EXERCISE BRIEF:
Would you output the entries below only from the line containing "assert!((-3..=9).contains(&v));" through the line containing "for _ in 0..20_000", exactly as they stand and with both ends included?

[Collected data entries]

○ ○ ○

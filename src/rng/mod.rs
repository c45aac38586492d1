//! Deterministic pseudo-random sources used by every part of the engine.
//!
//! Two algorithms are provided, a fast linear-congruential generator (`LcgRng`) and
//! a xoshiro256** generator (`Xoshiro256StarStar`). Both expose the same drawing API
//! through the `RandomSource` trait, and both implement `rand::RngCore` so callbacks
//! can reach for the `rand` API on the very same stream.

pub mod lcg;
pub mod xoshiro;

pub use lcg::LcgRng;
pub use xoshiro::Xoshiro256StarStar;

use rand::RngCore;
use serde::{Deserialize, Serialize};

/// Odd constant used to spread worker indices over the seed space
const STREAM_DERIVATION_PRIME: u64 = 0x9E37_79B9_7F4A_7C15;

/// Hashes a seed string into a 32-bit seed.
///
/// Every ASCII character contributes `(hash + value * position)^2`; non-ASCII
/// characters are skipped but still advance the position. Empty input yields 0.
pub fn seed_hash(seed: &str) -> u32 {
    let mut hash: u32 = 0;
    for (idx, ch) in seed.chars().enumerate() {
        if ch.is_ascii() {
            let term = hash.wrapping_add((ch as u32).wrapping_mul(idx as u32));
            hash = term.wrapping_mul(term);
        }
    }
    hash
}

/// Derives the seed of worker `worker` from a run-wide base seed.
pub fn derive_stream_seed(base_seed: u64, worker: usize) -> u64 {
    base_seed.wrapping_add((worker as u64).wrapping_mul(STREAM_DERIVATION_PRIME))
}

/// The drawing contract shared by both generators.
///
/// Implementors only provide the raw word, the float scale and reseeding; every
/// ranged draw is built on top of those.
pub trait RandomSource {
    /// Next raw word of the underlying generator.
    fn next_raw(&mut self) -> u64;

    /// Uniform float in `[0, 1)`.
    fn float(&mut self) -> f64;

    /// Restarts the stream from a numeric seed.
    fn reseed(&mut self, seed: u64);

    /// Restarts the stream from a string seed, see [`seed_hash`].
    fn seed(&mut self, seed: &str) {
        self.reseed(u64::from(seed_hash(seed)));
    }

    /// Random bits carried by one raw word.
    fn raw_bits(&self) -> u32 {
        64
    }

    /// A fully random 64-bit word, stitched from several raw words when one raw word
    /// is narrower.
    fn wide_raw(&mut self) -> u64 {
        let bits = self.raw_bits();
        if bits >= 64 {
            return self.next_raw();
        }
        let mut word = 0u64;
        let mut filled = 0;
        while filled < 64 {
            word = (word << bits) | self.next_raw();
            filled += bits;
        }
        word
    }

    /// Non-negative uniform integer.
    fn int(&mut self) -> i64 {
        (self.next_raw() & i64::MAX as u64) as i64
    }

    /// Uniform integer in `[min, max]`. Reversed bounds are swapped.
    ///
    /// Spans one raw word can cover take a single draw; wider spans draw a stitched
    /// word so every value stays reachable.
    fn int_range(&mut self, min: i64, max: i64) -> i64 {
        let (lo, hi) = if min <= max { (min, max) } else { (max, min) };
        if lo == hi {
            return lo;
        }
        let span = (i128::from(hi) - i128::from(lo) + 1) as u128;
        let single_word = 1u128 << self.raw_bits().min(63);
        let offset = if span <= single_word {
            (self.int() as u128) % span
        } else {
            (self.wide_raw() as u128) % span
        };
        (i128::from(lo) + offset as i128) as i64
    }

    /// Uniform index in `[0, len)`, `None` when `len` is zero.
    fn index(&mut self, len: usize) -> Option<usize> {
        if len == 0 {
            return None;
        }
        Some(self.int_range(0, len as i64 - 1) as usize)
    }

    /// `float()` scaled into `[min, max)`.
    fn float_range(&mut self, min: f64, max: f64) -> f64 {
        self.float() * (max - min) + min
    }

    /// Uniform pick from a slice.
    fn choose<'a, T>(&mut self, items: &'a [T]) -> Option<&'a T>
    where
        Self: Sized,
    {
        let idx = self.index(items.len())?;
        items.get(idx)
    }

    /// Index picked with probability proportional to its weight.
    ///
    /// Negative and NaN weights count as zero; `None` when no weight is positive.
    fn choose_weighted(&mut self, weights: &[f64]) -> Option<usize> {
        let weight = |w: f64| if w > 0.0 { w } else { 0.0 };
        let total: f64 = weights.iter().map(|&w| weight(w)).sum();
        if total <= 0.0 {
            return None;
        }
        let mut remaining = self.float() * total;
        let mut last_positive = None;
        for (idx, &w) in weights.iter().enumerate() {
            let w = weight(w);
            if w == 0.0 {
                continue;
            }
            if remaining < w {
                return Some(idx);
            }
            remaining -= w;
            last_positive = Some(idx);
        }
        // rounding can leave a sliver past the last weight
        last_positive
    }

    /// Builds a new ordering by inserting every item at a random position of the
    /// output so far.
    fn shuffle<T, I>(&mut self, items: I) -> Vec<T>
    where
        Self: Sized,
        I: IntoIterator<Item = T>,
    {
        let mut results = Vec::new();
        for item in items {
            let at = self.int_range(0, results.len() as i64) as usize;
            results.insert(at, item);
        }
        results
    }

    /// Removes and returns one uniformly chosen element, keeping the others in order.
    fn remove_random<T>(&mut self, items: &mut Vec<T>) -> Option<T>
    where
        Self: Sized,
    {
        let idx = self.index(items.len())?;
        Some(items.remove(idx))
    }

    /// Bernoulli trial, `true` with probability `p`.
    fn maybe(&mut self, p: f64) -> bool {
        self.float() < p
    }
}

/// Generator algorithm selectable from configuration
#[derive(Debug, Clone, Copy, PartialEq, Eq, Default, Serialize, Deserialize)]
#[serde(rename_all = "lowercase")]
pub enum RngKind {
    #[default]
    Lcg,
    Xoshiro,
}

/// The generator handed to every model callback.
#[derive(Debug, Clone)]
pub enum Prng {
    Lcg(LcgRng),
    Xoshiro(Xoshiro256StarStar),
}

impl Prng {
    /// Builds a generator of the given kind from a numeric seed
    pub fn new(kind: RngKind, seed: u64) -> Self {
        match kind {
            RngKind::Lcg => Prng::Lcg(LcgRng::new(seed)),
            RngKind::Xoshiro => Prng::Xoshiro(Xoshiro256StarStar::new(seed)),
        }
    }

    /// Builds a generator of the given kind from a string seed
    pub fn from_seed_str(kind: RngKind, seed: &str) -> Self {
        Self::new(kind, u64::from(seed_hash(seed)))
    }

    /// Builds the independent stream of one ring worker
    pub fn for_worker(kind: RngKind, base_seed: u64, worker: usize) -> Self {
        Self::new(kind, derive_stream_seed(base_seed, worker))
    }

    pub fn kind(&self) -> RngKind {
        match self {
            Prng::Lcg(_) => RngKind::Lcg,
            Prng::Xoshiro(_) => RngKind::Xoshiro,
        }
    }
}

impl RandomSource for Prng {
    fn next_raw(&mut self) -> u64 {
        match self {
            Prng::Lcg(rng) => rng.next_raw(),
            Prng::Xoshiro(rng) => rng.next_raw(),
        }
    }

    fn raw_bits(&self) -> u32 {
        match self {
            Prng::Lcg(rng) => rng.raw_bits(),
            Prng::Xoshiro(rng) => rng.raw_bits(),
        }
    }

    fn float(&mut self) -> f64 {
        match self {
            Prng::Lcg(rng) => rng.float(),
            Prng::Xoshiro(rng) => rng.float(),
        }
    }

    fn reseed(&mut self, seed: u64) {
        match self {
            Prng::Lcg(rng) => rng.reseed(seed),
            Prng::Xoshiro(rng) => rng.reseed(seed),
        }
    }
}

impl RngCore for Prng {
    fn next_u32(&mut self) -> u32 {
        match self {
            Prng::Lcg(rng) => rng.next_u32(),
            Prng::Xoshiro(rng) => rng.next_u32(),
        }
    }

    fn next_u64(&mut self) -> u64 {
        match self {
            Prng::Lcg(rng) => rng.next_u64(),
            Prng::Xoshiro(rng) => rng.next_u64(),
        }
    }

    fn fill_bytes(&mut self, dst: &mut [u8]) {
        match self {
            Prng::Lcg(rng) => rng.fill_bytes(dst),
            Prng::Xoshiro(rng) => rng.fill_bytes(dst),
        }
    }
}

/// Fills `dst` from successive `next_u64` words, little-endian.
pub(crate) fn fill_bytes_from_u64<R: RngCore + ?Sized>(rng: &mut R, dst: &mut [u8]) {
    for chunk in dst.chunks_mut(8) {
        let word = rng.next_u64().to_le_bytes();
        chunk.copy_from_slice(&word[..chunk.len()]);
    }
}

#[cfg(test)]
mod tests {
    use super::*;
    use rand::Rng;

    fn both_kinds() -> [RngKind; 2] {
        [RngKind::Lcg, RngKind::Xoshiro]
    }

    #[test]
    fn test_seed_hash_edge_cases() {
        assert_eq!(seed_hash(""), 0);
        // first character always sits at position 0 and contributes nothing
        assert_eq!(seed_hash("A"), 0);
        // "AB": (0 + 66 * 1)^2
        assert_eq!(seed_hash("AB"), 66 * 66);
        // non-ASCII is skipped but still advances the position
        assert_eq!(seed_hash("éB"), 66 * 66);
        assert_eq!(seed_hash("ééé"), 0);
    }

    #[test]
    fn test_same_seed_same_sequence() {
        for kind in both_kinds() {
            let mut a = Prng::from_seed_str(kind, "reproducible");
            let mut b = Prng::from_seed_str(kind, "reproducible");
            for _ in 0..1_000 {
                assert_eq!(a.next_raw(), b.next_raw());
                assert_eq!(a.int_range(-5, 5), b.int_range(-5, 5));
                assert_eq!(a.float().to_bits(), b.float().to_bits());
                assert_eq!(a.maybe(0.3), b.maybe(0.3));
            }
            let items: Vec<u32> = (0..32).collect();
            assert_eq!(a.shuffle(items.clone()), b.shuffle(items));
        }
    }

    #[test]
    fn test_reseed_restarts_stream() {
        for kind in both_kinds() {
            let mut rng = Prng::from_seed_str(kind, "restart");
            let first: Vec<u64> = (0..16).map(|_| rng.next_raw()).collect();
            rng.seed("restart");
            let second: Vec<u64> = (0..16).map(|_| rng.next_raw()).collect();
            assert_eq!(first, second);
        }
    }

    #[test]
    fn test_int_range_bounds() {
        for kind in both_kinds() {
            let mut rng = Prng::new(kind, 7);
            for _ in 0..10_000 {
                let v = rng.int_range(-3, 9);
                assert!((-3..=9).contains(&v), "{} out of range", v);
            }
            for _ in 0..100 {
                assert_eq!(rng.int_range(4, 4), 4);
            }
            // reversed bounds are treated as the same interval
            for _ in 0..1_000 {
                let v = rng.int_range(9, -3);
                assert!((-3..=9).contains(&v));
            }
            // full range must not overflow
            let _ = rng.int_range(i64::MIN, i64::MAX);
            assert!(rng.int() >= 0);
        }
    }

    #[test]
    fn test_wide_ranges_reach_the_upper_half() {
        for kind in both_kinds() {
            let mut rng = Prng::new(kind, 7);
            let mut upper = 0;
            for _ in 0..20_000 {
                let v = rng.int_range(0, 1_000_000);
                assert!((0..=1_000_000).contains(&v));
                if v > 500_000 {
                    upper += 1;
                }
            }
            // roughly half the draws, far from zero
            assert!(upper > 8_000, "{:?}: only {} draws above the midpoint", kind, upper);
        }
    }

    #[test]
    fn test_remove_random_reaches_the_tail_of_long_vectors() {
        let mut rng = Prng::new(RngKind::Lcg, 7);
        let mut items: Vec<u32> = (0..100_000).collect();
        let tail = (0..2_000)
            .filter_map(|_| rng.remove_random(&mut items))
            .filter(|&v| v >= 40_000)
            .count();
        assert!(tail > 1_000, "only {} picks from the tail", tail);
    }

    #[test]
    fn test_narrow_ranges_keep_single_draw_sequence() {
        let mut rng = Prng::new(RngKind::Lcg, 13);
        let mut replay = rng.clone();
        for _ in 0..100 {
            let expected = replay.next_raw() % 1_000;
            assert_eq!(rng.int_range(0, 999), expected as i64);
        }
    }

    #[test]
    fn test_float_in_unit_interval() {
        for kind in both_kinds() {
            let mut rng = Prng::new(kind, 99);
            for _ in 0..10_000 {
                let f = rng.float();
                assert!((0.0..1.0).contains(&f), "{} out of [0,1)", f);
                let g = rng.float_range(2.0, 4.0);
                assert!((2.0..4.0).contains(&g));
            }
        }
    }

    #[test]
    fn test_maybe_extremes() {
        for kind in both_kinds() {
            let mut rng = Prng::new(kind, 1234);
            let never = (0..100_000).filter(|_| rng.maybe(0.0)).count();
            let always = (0..100_000).filter(|_| rng.maybe(1.0)).count();
            assert_eq!(never, 0);
            assert_eq!(always, 100_000);
        }
    }

    #[test]
    fn test_empty_collections_yield_none() {
        for kind in both_kinds() {
            let mut rng = Prng::new(kind, 5);
            let empty: Vec<u8> = Vec::new();
            assert!(rng.choose(&empty).is_none());
            let mut empty_mut: Vec<u8> = Vec::new();
            assert!(rng.remove_random(&mut empty_mut).is_none());
            assert!(rng.index(0).is_none());
            assert!(rng.shuffle(empty).is_empty());
        }
    }

    #[test]
    fn test_choose_weighted() {
        let mut rng = Prng::new(RngKind::Xoshiro, 21);
        assert_eq!(rng.choose_weighted(&[]), None);
        assert_eq!(rng.choose_weighted(&[0.0, -1.0, f64::NAN]), None);
        for _ in 0..1_000 {
            assert_eq!(rng.choose_weighted(&[0.0, 2.0, 0.0]), Some(1));
        }
        let mut counts = [0usize; 2];
        for _ in 0..10_000 {
            counts[rng.choose_weighted(&[1.0, 3.0]).unwrap()] += 1;
        }
        assert!(counts[1] > counts[0] * 2);
    }

    #[test]
    fn test_shuffle_is_a_permutation() {
        let mut rng = Prng::new(RngKind::Xoshiro, 42);
        let items: Vec<u32> = (0..50).collect();
        let mut shuffled = rng.shuffle(items.clone());
        assert_eq!(shuffled.len(), items.len());
        shuffled.sort_unstable();
        assert_eq!(shuffled, items);
    }

    #[test]
    fn test_shuffle_uses_insertion_order() {
        // replays the insertion shuffle by hand on a cloned stream
        let mut rng = Prng::new(RngKind::Lcg, 77);
        let mut replay = rng.clone();
        let shuffled = rng.shuffle(vec!['a', 'b', 'c', 'd']);

        let mut expected: Vec<char> = Vec::new();
        for item in ['a', 'b', 'c', 'd'] {
            let at = replay.int_range(0, expected.len() as i64) as usize;
            expected.insert(at, item);
        }
        assert_eq!(shuffled, expected);
    }

    #[test]
    fn test_remove_random_keeps_the_rest() {
        let mut rng = Prng::new(RngKind::Lcg, 3);
        let mut items = vec![10, 20, 30, 40, 50];
        let removed = rng.remove_random(&mut items).unwrap();
        assert_eq!(items.len(), 4);
        assert!(!items.contains(&removed));
        assert!(items.windows(2).all(|w| w[0] < w[1]));
    }

    #[test]
    fn test_worker_streams_differ() {
        let mut a = Prng::for_worker(RngKind::Xoshiro, 11, 0);
        let mut b = Prng::for_worker(RngKind::Xoshiro, 11, 1);
        let xs: Vec<u64> = (0..8).map(|_| a.next_raw()).collect();
        let ys: Vec<u64> = (0..8).map(|_| b.next_raw()).collect();
        assert_ne!(xs, ys);
    }

    #[test]
    fn test_rand_interop() {
        let mut rng = Prng::new(RngKind::Xoshiro, 8);
        for _ in 0..1_000 {
            let v: u32 = rng.random_range(10..20);
            assert!((10..20).contains(&v));
        }
        let mut buf = [0u8; 13];
        rng.fill_bytes(&mut buf);
        assert!(buf.iter().any(|&b| b != 0));
    }
}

○ ○ ○

OUTPUT FOR THIS TASK:
                assert!((-3..=9).contains(&v));
            }
            // full range must not overflow
            let _ = rng.int_range(i64::MIN, i64::MAX);
            assert!(rng.int() >= 0);
        }
    }

    #[test]
    fn test_wide_ranges_reach_the_upper_half() {
        for kind in both_kinds() {
            let mut rng = Prng::new(kind, 7);
            let mut upper = 0;
            for _ in 0..20_000 {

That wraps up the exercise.